▶ **Task instructions**: Take the data below and extract the lines from the one with "a runtime check." to the one with "each route: the", inclusive, exactly as written.

Collected data:
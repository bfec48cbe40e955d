//! Per-request context threaded through a composed chain.

use std::any::Any;
use std::sync::Arc;

use http::StatusCode;

use crate::binder::Binder;
use crate::request::Request;
use crate::response::{Response, ResponseBuffer, ResponseSink};

/// Builds the per-request user payload. The winning factory for a route is
/// resolved once when the chains are built; it runs once per request, before
/// the outermost middleware layer.
pub type PayloadFactory = Arc<dyn Fn() -> Box<dyn Any + Send> + Send + Sync>;

/// Everything one request invocation carries through the chain: the current
/// response sink, the current request, and the optional user payload.
///
/// A fresh context is created for every invocation of a composed handler and
/// destroyed when the request completes; it is never shared across requests.
/// The sink and request live in mutable slots — a middleware layer that
/// substitutes either is observed by every layer below it.
pub struct Context {
    sink: Box<dyn ResponseSink>,
    request: Request,
    payload: Option<Box<dyn Any + Send>>,
    binder: Arc<Binder>,
}

impl Context {
    pub fn new(sink: Box<dyn ResponseSink>, request: Request) -> Self {
        Self::with_binder(sink, request, Arc::new(Binder::new()))
    }

    pub(crate) fn with_binder(
        sink: Box<dyn ResponseSink>,
        request: Request,
        binder: Arc<Binder>,
    ) -> Self {
        Self { sink, request, payload: None, binder }
    }

    // ── Request slot ─────────────────────────────────────────────────────────

    pub fn request(&self) -> &Request {
        &self.request
    }

    pub fn request_mut(&mut self) -> &mut Request {
        &mut self.request
    }

    /// Replaces the request seen by the rest of the chain.
    pub fn set_request(&mut self, request: Request) {
        self.request = request;
    }

    // ── Sink slot ────────────────────────────────────────────────────────────

    pub fn sink(&mut self) -> &mut dyn ResponseSink {
        &mut *self.sink
    }

    /// Substitutes the response sink. `wrap` receives the current sink and
    /// returns the wrapper that takes its place; every downstream layer and
    /// the terminal handler write through the wrapper for the remainder of
    /// the request.
    pub fn wrap_sink(
        &mut self,
        wrap: impl FnOnce(Box<dyn ResponseSink>) -> Box<dyn ResponseSink>,
    ) {
        // Park an empty buffer in the slot while the wrapper takes ownership.
        let inner = std::mem::replace(&mut self.sink, Box::new(ResponseBuffer::new()));
        self.sink = wrap(inner);
    }

    /// Appends a body chunk through the current sink.
    pub fn write(&mut self, chunk: impl AsRef<[u8]>) {
        self.sink.write(chunk.as_ref());
    }

    pub fn set_status(&mut self, status: StatusCode) {
        self.sink.set_status(status);
    }

    pub fn status(&self) -> StatusCode {
        self.sink.status()
    }

    pub fn insert_header(&mut self, name: &str, value: &str) {
        self.sink.insert_header(name, value);
    }

    // ── Payload ──────────────────────────────────────────────────────────────

    /// The user payload, if the route resolved a factory and it produced a `T`.
    pub fn payload<T: Send + 'static>(&self) -> Option<&T> {
        self.payload.as_ref()?.downcast_ref()
    }

    pub fn payload_mut<T: Send + 'static>(&mut self) -> Option<&mut T> {
        self.payload.as_mut()?.downcast_mut()
    }

    pub(crate) fn set_payload(&mut self, payload: Box<dyn Any + Send>) {
        self.payload = Some(payload);
    }

    // ── Binding ──────────────────────────────────────────────────────────────

    /// The binder dynamically-bound handlers resolve their parameters with.
    pub fn binder(&self) -> &Arc<Binder> {
        &self.binder
    }

    // ── Teardown ─────────────────────────────────────────────────────────────

    /// Tears the context down into the finished response.
    pub fn finish(self) -> Response {
        self.sink.finish()
    }

    pub(crate) fn into_sink(self) -> Box<dyn ResponseSink> {
        self.sink
    }
}
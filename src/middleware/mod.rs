//! Built-in chain links.
//!
//! Middleware intercepts requests and responses and is the right place for
//! cross-cutting concerns: panic recovery, structured tracing, header
//! injection, and authentication checks. Everything here is a plain chain
//! link — register it with `Composer::wrap` like any middleware of your own,
//! at whatever position fits.

pub mod recovery;
pub mod trace;

pub use recovery::{recovery, recovery_verbose};
pub use trace::trace;
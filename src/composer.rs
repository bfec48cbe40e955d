//! The registration surface and the build step.

use std::any::Any;
use std::sync::Arc;

use http::Method;

use crate::binder::Binder;
use crate::chain::{compose, Chain, ChainLink, Route};
use crate::context::PayloadFactory;
use crate::handler::Handler;
use crate::registry::{
    MiddlewareEntry, MiddlewareRegistry, RouteDescriptor, RouteFilter, RouteInfo, RouteRegistry,
};

/// Composes routes and cross-cutting middleware into per-route handler
/// chains.
///
/// Declare everything during startup, then call [`build`](Composer::build)
/// once: every stored route gets its applicable middleware — decided by each
/// entry's static filter, in registration order — folded around its terminal
/// handler. Requests run the pre-built chains; nothing is re-evaluated per
/// request.
///
/// ```rust
/// use allium::{before, Composer, Context};
///
/// let mut app = Composer::new();
/// app.wrap(before(|mut ctx: Context| async move {
///     ctx.insert_header("server", "allium");
///     ctx
/// }));
/// app.get("/hello", |mut ctx: Context| async move {
///     ctx.write("hi");
///     ctx
/// });
///
/// let routes = app.build();
/// assert_eq!(routes.len(), 1);
/// ```
pub struct Composer {
    routes: RouteRegistry,
    middleware: MiddlewareRegistry,
    binder: Binder,
    default_payload: Option<PayloadFactory>,
}

impl Composer {
    pub fn new() -> Self {
        Self {
            routes: RouteRegistry::new(),
            middleware: MiddlewareRegistry::new(),
            binder: Binder::new(),
            default_payload: None,
        }
    }

    // ── Routes ───────────────────────────────────────────────────────────────

    /// Registers a route. Duplicates are kept; an external router decides
    /// what to make of them.
    pub fn handle(
        &mut self,
        method: Method,
        pattern: &str,
        handler: impl Handler,
    ) -> RouteHandle<'_> {
        self.add_route_at("", method, pattern, handler)
    }

    pub fn get(&mut self, pattern: &str, handler: impl Handler) -> RouteHandle<'_> {
        self.handle(Method::GET, pattern, handler)
    }

    pub fn post(&mut self, pattern: &str, handler: impl Handler) -> RouteHandle<'_> {
        self.handle(Method::POST, pattern, handler)
    }

    pub fn put(&mut self, pattern: &str, handler: impl Handler) -> RouteHandle<'_> {
        self.handle(Method::PUT, pattern, handler)
    }

    pub fn patch(&mut self, pattern: &str, handler: impl Handler) -> RouteHandle<'_> {
        self.handle(Method::PATCH, pattern, handler)
    }

    pub fn delete(&mut self, pattern: &str, handler: impl Handler) -> RouteHandle<'_> {
        self.handle(Method::DELETE, pattern, handler)
    }

    // ── Middleware ───────────────────────────────────────────────────────────

    /// Registers middleware for every route.
    pub fn wrap(
        &mut self,
        link: impl Fn(Chain) -> Chain + Send + Sync + 'static,
    ) -> MiddlewareHandle<'_> {
        self.add_middleware_at(String::new(), None, Box::new(link))
    }

    /// Registers middleware constrained to routes of one method.
    ///
    /// The constraint is applied when the chains are built — a filtered-out
    /// route never carries the link, it is not a runtime check.
    pub fn wrap_for(
        &mut self,
        method: Method,
        link: impl Fn(Chain) -> Chain + Send + Sync + 'static,
    ) -> MiddlewareHandle<'_> {
        let constraint: RouteFilter = Box::new(move |route| route.method() == method);
        self.add_middleware_at(String::new(), Some(constraint), Box::new(link))
    }

    /// Registers middleware constrained by an arbitrary predicate over the
    /// route descriptor.
    pub fn wrap_when(
        &mut self,
        constraint: impl Fn(&RouteInfo) -> bool + Send + Sync + 'static,
        link: impl Fn(Chain) -> Chain + Send + Sync + 'static,
    ) -> MiddlewareHandle<'_> {
        self.add_middleware_at(String::new(), Some(Box::new(constraint)), Box::new(link))
    }

    // ── Scoping ──────────────────────────────────────────────────────────────

    /// Opens a sub-scope rooted at `prefix`.
    ///
    /// Routes registered inside get the accumulated prefix prepended to their
    /// pattern; middleware registered inside applies only to routes whose
    /// pattern starts with the accumulated prefix. Scopes nest, and nesting
    /// is additive — an inner scope inherits every outer scope's middleware.
    pub fn scope(&mut self, prefix: &str, f: impl FnOnce(&mut Scope<'_>)) {
        let mut scope = Scope { composer: self, prefix: prefix.to_owned() };
        f(&mut scope);
    }

    // ── Configuration ────────────────────────────────────────────────────────

    /// Default per-request payload factory, inherited by every route without
    /// a more specific override.
    pub fn default_payload<T, F>(&mut self, factory: F)
    where
        T: Send + 'static,
        F: Fn() -> T + Send + Sync + 'static,
    {
        self.default_payload = Some(erase_factory(factory));
    }

    /// The binder used by dynamically bound handlers. Append custom sources
    /// here before building.
    pub fn binder_mut(&mut self) -> &mut Binder {
        &mut self.binder
    }

    // ── Build ────────────────────────────────────────────────────────────────

    /// Builds one composed handler per stored route, in registration order.
    ///
    /// For each route: the middleware registry yields the applicable entries,
    /// the payload precedence is resolved (route override, else the last
    /// applicable middleware override, else the default), and the links fold
    /// around the terminal handler. Non-consuming and deterministic —
    /// building twice from unmutated registries yields chains with identical
    /// behavior.
    pub fn build(&self) -> Vec<Route> {
        let binder = Arc::new(self.binder.clone());
        self.routes
            .iter()
            .map(|descriptor| {
                let entries = self.middleware.applicable_to(descriptor.info());
                let payload = descriptor
                    .payload()
                    .cloned()
                    .or_else(|| entries.iter().rev().find_map(|entry| entry.payload().cloned()))
                    .or_else(|| self.default_payload.clone());
                let chain = compose(Arc::clone(descriptor.endpoint()), &entries);
                Route::new(
                    descriptor.info().method().clone(),
                    descriptor.info().pattern().to_owned(),
                    chain,
                    payload,
                    Arc::clone(&binder),
                )
            })
            .collect()
    }

    // ── Internals ────────────────────────────────────────────────────────────

    fn add_route_at(
        &mut self,
        prefix: &str,
        method: Method,
        pattern: &str,
        handler: impl Handler,
    ) -> RouteHandle<'_> {
        let pattern = format!("{prefix}{pattern}");
        RouteHandle {
            descriptor: self.routes.add_route(method, pattern, handler.into_chain()),
        }
    }

    fn add_middleware_at(
        &mut self,
        prefix: String,
        constraint: Option<RouteFilter>,
        link: ChainLink,
    ) -> MiddlewareHandle<'_> {
        let filter: RouteFilter = Box::new(move |route: &RouteInfo| {
            let in_scope = prefix.is_empty() || route.pattern().starts_with(&prefix);
            in_scope && constraint.as_ref().is_none_or(|c| c(route))
        });
        MiddlewareHandle { entry: self.middleware.add(filter, link) }
    }
}

impl Default for Composer {
    fn default() -> Self {
        Self::new()
    }
}

// ── Scope ────────────────────────────────────────────────────────────────────

/// A path-prefix-bound registration context sharing the root registries.
///
/// Created by [`Composer::scope`]; offers the same registration surface with
/// the accumulated prefix baked into every call.
pub struct Scope<'c> {
    composer: &'c mut Composer,
    prefix: String,
}

impl Scope<'_> {
    pub fn handle(
        &mut self,
        method: Method,
        pattern: &str,
        handler: impl Handler,
    ) -> RouteHandle<'_> {
        let prefix = self.prefix.clone();
        self.composer.add_route_at(&prefix, method, pattern, handler)
    }

    pub fn get(&mut self, pattern: &str, handler: impl Handler) -> RouteHandle<'_> {
        self.handle(Method::GET, pattern, handler)
    }

    pub fn post(&mut self, pattern: &str, handler: impl Handler) -> RouteHandle<'_> {
        self.handle(Method::POST, pattern, handler)
    }

    pub fn put(&mut self, pattern: &str, handler: impl Handler) -> RouteHandle<'_> {
        self.handle(Method::PUT, pattern, handler)
    }

    pub fn patch(&mut self, pattern: &str, handler: impl Handler) -> RouteHandle<'_> {
        self.handle(Method::PATCH, pattern, handler)
    }

    pub fn delete(&mut self, pattern: &str, handler: impl Handler) -> RouteHandle<'_> {
        self.handle(Method::DELETE, pattern, handler)
    }

    /// Registers middleware for every route under this scope's prefix.
    pub fn wrap(
        &mut self,
        link: impl Fn(Chain) -> Chain + Send + Sync + 'static,
    ) -> MiddlewareHandle<'_> {
        self.composer
            .add_middleware_at(self.prefix.clone(), None, Box::new(link))
    }

    /// Like [`Composer::wrap_for`], scoped to this prefix.
    pub fn wrap_for(
        &mut self,
        method: Method,
        link: impl Fn(Chain) -> Chain + Send + Sync + 'static,
    ) -> MiddlewareHandle<'_> {
        let constraint: RouteFilter = Box::new(move |route| route.method() == method);
        self.composer
            .add_middleware_at(self.prefix.clone(), Some(constraint), Box::new(link))
    }

    /// Like [`Composer::wrap_when`], scoped to this prefix.
    pub fn wrap_when(
        &mut self,
        constraint: impl Fn(&RouteInfo) -> bool + Send + Sync + 'static,
        link: impl Fn(Chain) -> Chain + Send + Sync + 'static,
    ) -> MiddlewareHandle<'_> {
        self.composer.add_middleware_at(
            self.prefix.clone(),
            Some(Box::new(constraint)),
            Box::new(link),
        )
    }

    /// Opens a nested scope; prefixes concatenate.
    pub fn scope(&mut self, suffix: &str, f: impl FnOnce(&mut Scope<'_>)) {
        let mut child = Scope {
            composer: &mut *self.composer,
            prefix: format!("{}{}", self.prefix, suffix),
        };
        f(&mut child);
    }
}

// ── Override handles ─────────────────────────────────────────────────────────

/// Returned by route registration; attaches a per-route payload override
/// before the chains are built.
pub struct RouteHandle<'a> {
    descriptor: &'a mut RouteDescriptor,
}

impl RouteHandle<'_> {
    /// Per-route payload factory. Beats every middleware override and the
    /// composer default.
    pub fn payload<T, F>(self, factory: F) -> Self
    where
        T: Send + 'static,
        F: Fn() -> T + Send + Sync + 'static,
    {
        self.descriptor.set_payload(erase_factory(factory));
        self
    }
}

/// Returned by middleware registration; attaches a payload override before
/// the chains are built.
pub struct MiddlewareHandle<'a> {
    entry: &'a mut MiddlewareEntry,
}

impl MiddlewareHandle<'_> {
    /// Per-middleware payload factory. Among the middleware applicable to a
    /// route, the last registered override wins; a per-route factory beats
    /// them all.
    pub fn payload<T, F>(self, factory: F) -> Self
    where
        T: Send + 'static,
        F: Fn() -> T + Send + Sync + 'static,
    {
        self.entry.set_payload(erase_factory(factory));
        self
    }
}

fn erase_factory<T, F>(factory: F) -> PayloadFactory
where
    T: Send + 'static,
    F: Fn() -> T + Send + Sync + 'static,
{
    Arc::new(move || Box::new(factory()) as Box<dyn Any + Send>)
}
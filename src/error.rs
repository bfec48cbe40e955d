//! Unified error type.

use std::fmt;

/// The error type returned by allium's fallible operations.
///
/// Application-level failures are responses written to the sink, and binding
/// failures surface through [`BindError`](crate::BindError); this type covers
/// infrastructure: binding the listen socket and accepting connections.
#[derive(Debug)]
pub struct Error(std::io::Error);

impl fmt::Display for Error {
    fn fmt(&self, f: &mut fmt::Formatter<'_>) -> fmt::Result {
        write!(f, "io: {}", self.0)
    }
}

impl std::error::Error for Error {
    fn source(&self) -> Option<&(dyn std::error::Error + 'static)> {
        Some(&self.0)
    }
}

impl From<std::io::Error> for Error {
    fn from(e: std::io::Error) -> Self {
        Self(e)
    }
}
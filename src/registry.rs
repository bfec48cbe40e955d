//! Route and middleware registries: ordered storage, static filtering.
//!
//! Both registries are append-only during the registration phase and are
//! only read afterwards, when the chains are built. Middleware applicability
//! is decided here, once per route, by evaluating each entry's filter against
//! the route descriptor — never per request.

use http::Method;

use crate::chain::{Chain, ChainLink};
use crate::context::PayloadFactory;

// ── Routes ───────────────────────────────────────────────────────────────────

/// The filter-visible part of a registered route: its method and pattern.
#[derive(Clone, Debug)]
pub struct RouteInfo {
    method: Method,
    pattern: String,
}

impl RouteInfo {
    pub(crate) fn new(method: Method, pattern: String) -> Self {
        Self { method, pattern }
    }

    pub fn method(&self) -> &Method {
        &self.method
    }

    pub fn pattern(&self) -> &str {
        &self.pattern
    }
}

/// A declared route before its chain is built.
pub struct RouteDescriptor {
    info: RouteInfo,
    endpoint: Chain,
    payload: Option<PayloadFactory>,
}

impl RouteDescriptor {
    pub fn info(&self) -> &RouteInfo {
        &self.info
    }

    pub(crate) fn endpoint(&self) -> &Chain {
        &self.endpoint
    }

    pub(crate) fn payload(&self) -> Option<&PayloadFactory> {
        self.payload.as_ref()
    }

    pub(crate) fn set_payload(&mut self, factory: PayloadFactory) {
        self.payload = Some(factory);
    }
}

/// Stores declared routes in insertion order.
///
/// Duplicate method+pattern pairs are kept; what a router makes of them is
/// the router's concern.
#[derive(Default)]
pub struct RouteRegistry {
    routes: Vec<RouteDescriptor>,
}

impl RouteRegistry {
    pub fn new() -> Self {
        Self::default()
    }

    /// Appends a route. The returned descriptor accepts a per-route payload
    /// override until the chains are built.
    pub fn add_route(
        &mut self,
        method: Method,
        pattern: impl Into<String>,
        endpoint: Chain,
    ) -> &mut RouteDescriptor {
        self.routes.push(RouteDescriptor {
            info: RouteInfo::new(method, pattern.into()),
            endpoint,
            payload: None,
        });
        let last = self.routes.len() - 1;
        &mut self.routes[last]
    }

    pub fn iter(&self) -> impl Iterator<Item = &RouteDescriptor> {
        self.routes.iter()
    }

    pub fn len(&self) -> usize {
        self.routes.len()
    }

    pub fn is_empty(&self) -> bool {
        self.routes.is_empty()
    }
}

// ── Middleware ───────────────────────────────────────────────────────────────

/// Static applicability predicate over a route. Pure and side-effect free;
/// evaluated once per route when the chains are built.
pub type RouteFilter = Box<dyn Fn(&RouteInfo) -> bool + Send + Sync>;

/// A registered middleware: its filter, its wrapping link, and an optional
/// payload-factory override.
pub struct MiddlewareEntry {
    filter: RouteFilter,
    link: ChainLink,
    payload: Option<PayloadFactory>,
}

impl MiddlewareEntry {
    pub fn applies_to(&self, route: &RouteInfo) -> bool {
        (self.filter)(route)
    }

    pub(crate) fn link(&self) -> &ChainLink {
        &self.link
    }

    pub(crate) fn payload(&self) -> Option<&PayloadFactory> {
        self.payload.as_ref()
    }

    pub(crate) fn set_payload(&mut self, factory: PayloadFactory) {
        self.payload = Some(factory);
    }
}

/// Stores middleware entries in registration order, each paired with its
/// static route filter.
#[derive(Default)]
pub struct MiddlewareRegistry {
    entries: Vec<MiddlewareEntry>,
}

impl MiddlewareRegistry {
    pub fn new() -> Self {
        Self::default()
    }

    /// Appends an entry. The returned entry accepts a payload override until
    /// the chains are built.
    pub fn add(&mut self, filter: RouteFilter, link: ChainLink) -> &mut MiddlewareEntry {
        self.entries.push(MiddlewareEntry { filter, link, payload: None });
        let last = self.entries.len() - 1;
        &mut self.entries[last]
    }

    /// Registers a link that applies to every route.
    pub fn add_for_all_routes(&mut self, link: ChainLink) -> &mut MiddlewareEntry {
        self.add(Box::new(|_| true), link)
    }

    /// Every entry whose filter passes `route`, in registration order.
    ///
    /// O(total middleware) per call; runs once per route at build time.
    pub fn applicable_to(&self, route: &RouteInfo) -> Vec<&MiddlewareEntry> {
        self.entries
            .iter()
            .filter(|entry| entry.applies_to(route))
            .collect()
    }

    pub fn len(&self) -> usize {
        self.entries.len()
    }

    pub fn is_empty(&self) -> bool {
        self.entries.is_empty()
    }
}

#[cfg(test)]
mod tests {
    use super::*;
    use crate::chain::chain_fn;
    use crate::context::Context;

    fn noop_link() -> ChainLink {
        Box::new(|inner| inner)
    }

    fn endpoint() -> Chain {
        chain_fn(|ctx: Context| async move { ctx })
    }

    #[test]
    fn all_routes_middleware_applies_everywhere() {
        let mut registry = MiddlewareRegistry::new();
        registry.add_for_all_routes(noop_link());

        for i in 0..5 {
            let info = RouteInfo::new(Method::GET, format!("/r{i}"));
            assert_eq!(registry.applicable_to(&info).len(), 1);
        }
    }

    #[test]
    fn filters_run_in_registration_order() {
        let mut registry = MiddlewareRegistry::new();
        registry.add(Box::new(|r| r.pattern().starts_with("/api")), noop_link());
        registry.add_for_all_routes(noop_link());
        registry.add(Box::new(|r| r.method() == Method::POST), noop_link());

        let get_api = RouteInfo::new(Method::GET, "/api/a".to_owned());
        assert_eq!(registry.applicable_to(&get_api).len(), 2);

        let post_root = RouteInfo::new(Method::POST, "/".to_owned());
        assert_eq!(registry.applicable_to(&post_root).len(), 2);
    }

    #[test]
    fn duplicate_routes_are_both_kept() {
        let mut registry = RouteRegistry::new();
        registry.add_route(Method::GET, "/dup", endpoint());
        registry.add_route(Method::GET, "/dup", endpoint());
        assert_eq!(registry.len(), 2);
    }
}
//! Per-request tracing link.

use std::sync::Arc;
use std::time::Instant;

use tracing::info;

use crate::chain::{chain_fn, Chain};
use crate::context::Context;

/// Logs one line per request: method, path, response status, latency.
///
/// Register it outermost (after a recovery link, if any) so the latency
/// covers the whole chain.
pub fn trace() -> impl Fn(Chain) -> Chain + Send + Sync + 'static {
    |inner: Chain| {
        chain_fn(move |ctx: Context| {
            let inner = Arc::clone(&inner);
            async move {
                let method = ctx.request().method().clone();
                let path = ctx.request().path().to_owned();
                let start = Instant::now();

                let ctx = inner.call(ctx).await;

                info!(
                    %method,
                    path,
                    status = ctx.status().as_u16(),
                    elapsed = ?start.elapsed(),
                    "request"
                );
                ctx
            }
        })
    }
}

▶ **Reply to the task**:
    /// route never carries the link, it is not a runtime check.
    pub fn wrap_for(
        &mut self,
        method: Method,
        link: impl Fn(Chain) -> Chain + Send + Sync + 'static,
    ) -> MiddlewareHandle<'_> {
        let constraint: RouteFilter = Box::new(move |route| route.method() == method);
        self.add_middleware_at(String::new(), Some(constraint), Box::new(link))
    }

    /// Registers middleware constrained by an arbitrary predicate over the
    /// route descriptor.
    pub fn wrap_when(
        &mut self,
        constraint: impl Fn(&RouteInfo) -> bool + Send + Sync + 'static,
        link: impl Fn(Chain) -> Chain + Send + Sync + 'static,
    ) -> MiddlewareHandle<'_> {
        self.add_middleware_at(String::new(), Some(Box::new(constraint)), Box::new(link))
    }

    // ── Scoping ──────────────────────────────────────────────────────────────

    /// Opens a sub-scope rooted at `prefix`.
    ///
    /// Routes registered inside get the accumulated prefix prepended to their
    /// pattern; middleware registered inside applies only to routes whose
    /// pattern starts with the accumulated prefix. Scopes nest, and nesting
    /// is additive — an inner scope inherits every outer scope's middleware.
    pub fn scope(&mut self, prefix: &str, f: impl FnOnce(&mut Scope<'_>)) {
        let mut scope = Scope { composer: self, prefix: prefix.to_owned() };
        f(&mut scope);
    }

    // ── Configuration ────────────────────────────────────────────────────────

    /// Default per-request payload factory, inherited by every route without
    /// a more specific override.
    pub fn default_payload<T, F>(&mut self, factory: F)
    where
        T: Send + 'static,
        F: Fn() -> T + Send + Sync + 'static,
    {
        self.default_payload = Some(erase_factory(factory));
    }

    /// The binder used by dynamically bound handlers. Append custom sources
    /// here before building.
    pub fn binder_mut(&mut self) -> &mut Binder {
        &mut self.binder
    }

    // ── Build ────────────────────────────────────────────────────────────────

    /// Builds one composed handler per stored route, in registration order.
    ///
    /// For each route: the middleware registry yields the applicable entries,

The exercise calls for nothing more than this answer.